There are a few key reasons why wealthy individuals tend not to play the lottery:
- They don’t need the money – Wealthy people already have enough money to live comfortably, so the prize isn’t as enticing.
- The odds are terrible – They understand the extremely low odds of winning and see it as an unwise investment.
- It’s not exciting – To the ultra-rich, even a hundred million dollar prize isn’t life-changing money, so where’s the thrill?
- It’s a tax on the poor – The lottery tends to draw in those who can least afford to play, which some view as exploitative.
Let’s explore each of these points in more depth:
They don’t need the money
The primary lure of playing the lottery is the chance to win big sums of money. But for rich people, even tens or hundreds of millions of dollars in winnings may not make a huge impact on their lifestyle or net worth.
For example, someone with a net worth of $50 million might not care much about winning even a $500 million jackpot. While it would bump their net worth to $550 million, they likely already own multiple homes, nice cars, a private jet, and anything else money can buy. The prize wouldn’t fundamentally change their spending abilities.
On the other hand, that $500 million would be truly life-changing for someone struggling to make ends meet or get out of debt. The incentive is much lower for those who are already financially comfortable or rich.
Wealthy people have security
In Maslow’s hierarchy of needs, one of the most basic requirements is physical and financial security. Wealthy individuals generally already have this security in spades.
They don’t worry about keeping the lights on, putting food on the table, or being one missed paycheck away from financial ruin. A lottery win wouldn’t relieve any monetary stress or uncertainty for them.
They have many income streams
Rich people often have diverse income streams, whether that’s through investments, businesses, inheriting family money, or other assets that provide regular payouts. Even an enormous lottery prize likely wouldn’t surpass or significantly boost their existing passive incomes.
Playing the lottery wouldn’t meaningfully change their cashflows. For the average working or middle class individual, the potential payout is much more enticing.
It’s a drop in the bucket
Let’s say a lottery jackpot is $1 billion, and a wealthy person’s net worth is $5 billion. Winning would bump their net worth to $6 billion, a nice boost but still just a 20% increase in their overall wealth. They might look at playing the lottery as a foolish and trivial pursuit for such a relatively small returns.
For some context, $1 billion is:
- 1% of $100 billion
- 2% of $50 billion
- 5% of $20 billion
As you can see, even gigantic lottery prizes are often just drops in the bucket for the ultra high net worth set. The potential winnings aren’t proportional to the risk.
The odds are terrible
Wealthy individuals understand the extremely low odds of winning the lottery. Let’s take Powerball, one of the two biggest national lotteries, as an example:
- Odds of winning the Powerball jackpot: 1 in 292,201,338
- Odds of winning any Powerball prize: 1 in 24.87
- Odds of winning $1 million prize: 1 in 11,688,053.52
- Overall odds are stacked heavily against players
To put that into perspective, you are:
- 300x more likely to get struck by lightning in your lifetime
- 425x more likely to get a hole in one in golf
- 22,000x more likely to date a millionaire
Essentially, your chances of winning the grand prize or any significant sum in the lottery are microscopically small. Wealthy individuals are generally adept at calculating risk versus reward. And with odds like this, the risk overwhelmingly outweighs the potential reward.

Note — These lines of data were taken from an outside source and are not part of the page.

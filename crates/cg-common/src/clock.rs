//! Wall-clock abstraction.
//!
//! Every record the admission core persists carries epoch-millisecond
//! timestamps, so all comparisons go through [`Clock::now_millis`].

use std::sync::atomic::{AtomicI64, Ordering};
use std::time::Duration;

use chrono::{DateTime, TimeZone, Utc};

/// Source of the current time.
pub trait Clock: Send + Sync {
    /// Milliseconds since the Unix epoch.
    fn now_millis(&self) -> i64;

    fn now(&self) -> DateTime<Utc> {
        Utc.timestamp_millis_opt(self.now_millis())
            .single()
            .unwrap_or_else(Utc::now)
    }
}

/// Real time, read from the system clock.
#[derive(Debug, Clone, Copy, Default)]
pub struct SystemClock;

impl Clock for SystemClock {
    fn now_millis(&self) -> i64 {
        Utc::now().timestamp_millis()
    }
}

/// Clock that only moves when told to.
#[derive(Debug, Default)]
pub struct ManualClock {
    millis: AtomicI64,
}

impl ManualClock {
    pub fn new(start_millis: i64) -> Self {
        Self {
            millis: AtomicI64::new(start_millis),
        }
    }

    pub fn set(&self, millis: i64) {
        self.millis.store(millis, Ordering::SeqCst);
    }

    pub fn advance(&self, by: Duration) {
        self.millis.fetch_add(by.as_millis() as i64, Ordering::SeqCst);
    }
}

impl Clock for ManualClock {
    fn now_millis(&self) -> i64 {
        self.millis.load(Ordering::SeqCst)
    }
}

#[cfg(test)]
mod tests {
    use super::*;

    #[test]
    fn test_manual_clock_advances() {
        let clock = ManualClock::new(1_000);
        clock.advance(Duration::from_millis(250));
        assert_eq!(clock.now_millis(), 1_250);

        clock.set(42);
        assert_eq!(clock.now_millis(), 42);
    }

    #[test]
    fn test_manual_clock_to_datetime() {
        let clock = ManualClock::new(0);
        assert_eq!(clock.now().timestamp(), 0);
    }

    #[test]
    fn test_system_clock_is_recent() {
        let before = Utc::now().timestamp_millis();
        let now = SystemClock.now_millis();
        assert!(now >= before);
    }
}
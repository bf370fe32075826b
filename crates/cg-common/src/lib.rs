//! Shared building blocks for the CourseGate crates: logging setup and the
//! clock abstraction every time-windowed check reads from.

pub mod clock;
pub mod logging;

pub use clock::{Clock, ManualClock, SystemClock};
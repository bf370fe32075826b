use cg_store::StoreError;
use thiserror::Error;

#[derive(Error, Debug)]
pub enum AdmissionError {
    /// The document store failed or did not answer in time. Retryable.
    #[error("Document store unavailable: {0}")]
    StoreUnavailable(#[source] StoreError),

    #[error("Could not mint a unique access key after {attempts} attempts")]
    KeyGenerationExhausted { attempts: u32 },

    #[error("Could not allocate a unique course code after {attempts} attempts")]
    CodeSpaceExhausted { attempts: u32 },

    #[error("Course artifact storage error: {0}")]
    Artifact(#[source] StoreError),

    #[error("Course not found: {0}")]
    CourseNotFound(String),

    #[error("Internal error: {0}")]
    Internal(String),
}

impl AdmissionError {
    /// Whether the same request may succeed if simply retried
    pub fn is_retryable(&self) -> bool {
        matches!(self, AdmissionError::StoreUnavailable(_))
    }
}

impl From<StoreError> for AdmissionError {
    fn from(e: StoreError) -> Self {
        AdmissionError::StoreUnavailable(e)
    }
}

Lottery has negative expected value
Looking at the Powerball lottery from a expected value perspective makes it very unappealing as well.

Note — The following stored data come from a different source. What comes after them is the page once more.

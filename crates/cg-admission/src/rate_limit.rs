//! Per-IP request cooldown backed by the `/ratelimits` document

use std::collections::HashMap;
use std::sync::Arc;
use std::time::Duration;

use cg_common::Clock;
use cg_store::Documents;
use tracing::{debug, info};

use crate::admission::ClientIp;
use crate::{run_detached, Result};

pub const RATE_LIMITS_PATH: &str = "/ratelimits";

#[derive(Clone)]
pub struct RateLimiter {
    documents: Documents,
    clock: Arc<dyn Clock>,
    cooldown: Duration,
}

impl RateLimiter {
    pub fn new(documents: Documents, clock: Arc<dyn Clock>, cooldown: Duration) -> Self {
        Self {
            documents,
            clock,
            cooldown,
        }
    }

    pub fn cooldown(&self) -> Duration {
        self.cooldown
    }

    /// `true` when the request may proceed. An allowed request restarts the
    /// cooldown; a denied one leaves it untouched. `ClientIp::Unknown` is
    /// always allowed and never stored.
    pub async fn check_and_record(&self, ip: &ClientIp) -> Result<bool> {
        let Some(ip) = ip.known() else {
            return Ok(true);
        };
        let this = self.clone();
        let ip = ip.to_string();
        run_detached(async move { this.check_known(&ip).await }).await
    }

    async fn check_known(&self, ip: &str) -> Result<bool> {
        let _guard = self.documents.lock(RATE_LIMITS_PATH).await;
        let mut limits: HashMap<String, i64> = self.documents.load(RATE_LIMITS_PATH).await?;
        let now = self.clock.now_millis();

        if let Some(&last) = limits.get(ip) {
            let elapsed = now - last;
            if elapsed < self.cooldown.as_millis() as i64 {
                debug!(ip = %ip, elapsed_ms = elapsed, "Rate limited");
                return Ok(false);
            }
        }

        limits.insert(ip.to_string(), now);
        self.documents.save(RATE_LIMITS_PATH, &limits).await?;
        Ok(true)
    }

    /// Drop entries last seen more than `retention` ago. Anything older than
    /// the cooldown no longer affects a decision.
    pub async fn evict_expired(&self, retention: Duration) -> Result<usize> {
        let retention = retention.max(self.cooldown);
        let this = self.clone();
        run_detached(async move {
            let _guard = this.documents.lock(RATE_LIMITS_PATH).await;
            let mut limits: HashMap<String, i64> =
                this.documents.load(RATE_LIMITS_PATH).await?;
            let cutoff = this.clock.now_millis() - retention.as_millis() as i64;

            let before = limits.len();
            limits.retain(|_, last| *last >= cutoff);
            let evicted = before - limits.len();

            if evicted > 0 {
                this.documents.save(RATE_LIMITS_PATH, &limits).await?;
                info!(evicted, remaining = limits.len(), "Evicted expired rate limit entries");
            }
            Ok(evicted)
        })
        .await
    }

    pub async fn last_seen(&self, ip: &str) -> Result<Option<i64>> {
        let limits: HashMap<String, i64> = self.documents.load(RATE_LIMITS_PATH).await?;
        Ok(limits.get(ip).copied())
    }
}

Prize | Odds of Winning | Prize Amount | Expected Value |
---|---|---|---|
Jackpot | 1 in 292,201,338 | $150 million | $0.51 |
$1 million | 1 in 11,688,053 | $1 million | $0.09 |
$50,000 | 1 in 913,129 | $50,000 | $0.05 |
$100 | 1 in 91 | $100 | $1.10 |
Ticket price | -$2 | -$2 | |
Total | -$0.25 |
As you can see, the expected payout of playing Powerball is actually negative $0.25. Over time, the more you play, the more you are expected mathematically to lose. This makes the lottery an extremely poor use of money strictly from a financial standpoint.
Wealthy individuals know this and tend to put their money into assets with positive expected returns instead, like stocks, bonds, businesses, or real estate.
It’s not exciting
For the average person, winning even $1 million in the lottery would be an extraordinary, life-changing event. That kind of windfall could allow them to buy a nice house, quit a job they dislike, take dream vacations, and do many things they otherwise couldn’t afford.

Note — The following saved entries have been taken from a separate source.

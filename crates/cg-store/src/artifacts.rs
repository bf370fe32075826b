//! Flat namespace of uploaded course files, keyed by course code.

use std::collections::HashMap;
use std::path::{Path, PathBuf};

use async_trait::async_trait;
use parking_lot::RwLock;
use tracing::debug;

use crate::{Result, StoreError};

#[async_trait]
pub trait ArtifactStore: Send + Sync {
    async fn exists(&self, name: &str) -> Result<bool>;

    async fn write(&self, name: &str, bytes: &[u8]) -> Result<()>;

    /// `StoreError::NotFound` when the artifact is missing
    async fn read(&self, name: &str) -> Result<Vec<u8>>;

    /// `StoreError::NotFound` when the artifact is missing
    async fn delete(&self, name: &str) -> Result<()>;

    /// Public relative location of an artifact, e.g. `courses/ABCD-EFGH-IJKL.txt`
    fn location(&self, name: &str) -> String;
}

/// Names become file names, so anything that could escape the directory is refused
fn check_name(name: &str) -> Result<()> {
    let valid = !name.is_empty()
        && name != "."
        && name != ".."
        && !name.contains(['/', '\\', '\0']);
    if valid {
        Ok(())
    } else {
        Err(StoreError::InvalidPath(name.to_string()))
    }
}

/// Artifacts stored as `<dir>/<name>.txt`
pub struct FsArtifactStore {
    dir: PathBuf,
    public_prefix: String,
}

impl FsArtifactStore {
    pub async fn open<P: AsRef<Path>>(dir: P) -> Result<Self> {
        let dir = dir.as_ref().to_path_buf();
        tokio::fs::create_dir_all(&dir).await?;
        Ok(Self {
            dir,
            public_prefix: "courses".to_string(),
        })
    }

    pub fn with_public_prefix(mut self, prefix: impl Into<String>) -> Self {
        self.public_prefix = prefix.into();
        self
    }

    fn file_path(&self, name: &str) -> Result<PathBuf> {
        check_name(name)?;
        Ok(self.dir.join(format!("{name}.txt")))
    }
}

fn not_found(name: &str, e: std::io::Error) -> StoreError {
    if e.kind() == std::io::ErrorKind::NotFound {
        StoreError::NotFound(name.to_string())
    } else {
        StoreError::Io(e)
    }
}

#[async_trait]
impl ArtifactStore for FsArtifactStore {
    async fn exists(&self, name: &str) -> Result<bool> {
        let path = self.file_path(name)?;
        Ok(tokio::fs::try_exists(&path).await?)
    }

    async fn write(&self, name: &str, bytes: &[u8]) -> Result<()> {
        let path = self.file_path(name)?;
        tokio::fs::write(&path, bytes).await?;
        debug!(artifact = %name, bytes = bytes.len(), "Wrote artifact");
        Ok(())
    }

    async fn read(&self, name: &str) -> Result<Vec<u8>> {
        let path = self.file_path(name)?;
        tokio::fs::read(&path).await.map_err(|e| not_found(name, e))
    }

    async fn delete(&self, name: &str) -> Result<()> {
        let path = self.file_path(name)?;
        tokio::fs::remove_file(&path).await.map_err(|e| not_found(name, e))?;
        debug!(artifact = %name, "Deleted artifact");
        Ok(())
    }

    fn location(&self, name: &str) -> String {
        format!("{}/{}.txt", self.public_prefix, name)
    }
}

/// In-memory artifacts (tests and development)
#[derive(Default)]
pub struct MemoryArtifactStore {
    files: RwLock<HashMap<String, Vec<u8>>>,
}

impl MemoryArtifactStore {
    pub fn new() -> Self {
        Self::default()
    }

    pub fn len(&self) -> usize {
        self.files.read().len()
    }

    pub fn is_empty(&self) -> bool {
        self.files.read().is_empty()
    }
}

#[async_trait]
impl ArtifactStore for MemoryArtifactStore {
    async fn exists(&self, name: &str) -> Result<bool> {
        check_name(name)?;
        Ok(self.files.read().contains_key(name))
    }

    async fn write(&self, name: &str, bytes: &[u8]) -> Result<()> {
        check_name(name)?;
        self.files.write().insert(name.to_string(), bytes.to_vec());
        Ok(())
    }

    async fn read(&self, name: &str) -> Result<Vec<u8>> {
        self.files
            .read()
            .get(name)
            .cloned()
            .ok_or_else(|| StoreError::NotFound(name.to_string()))
    }

    async fn delete(&self, name: &str) -> Result<()> {
        self.files
            .write()
            .remove(name)
            .map(|_| ())
            .ok_or_else(|| StoreError::NotFound(name.to_string()))
    }

    fn location(&self, name: &str) -> String {
        format!("courses/{name}.txt")
    }
}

But to a billionaire, even $500 million isn’t nearly as monumental or exciting. They likely already live in mansions, own islands, and have purchased virtually anything money can buy. The thrill just isn’t there compared to a regular person winning.
Diminishing returns on happiness
Research has shown that money does correlate to increased happiness, but only up to a point. Studies have consistently found that happiness levels tend to plateau around incomes of $75,000 per year. More money beyond that threshold doesn’t seem to make people incrementally happier.
Lottery prizes in the hundreds of millions then would likely have diminishing impacts on the joy and life satisfaction of the already ultra-wealthy. They have already crossed the peak point where money makes you happier. For the average person, those amounts could put them into that peak happiness zone for the first time.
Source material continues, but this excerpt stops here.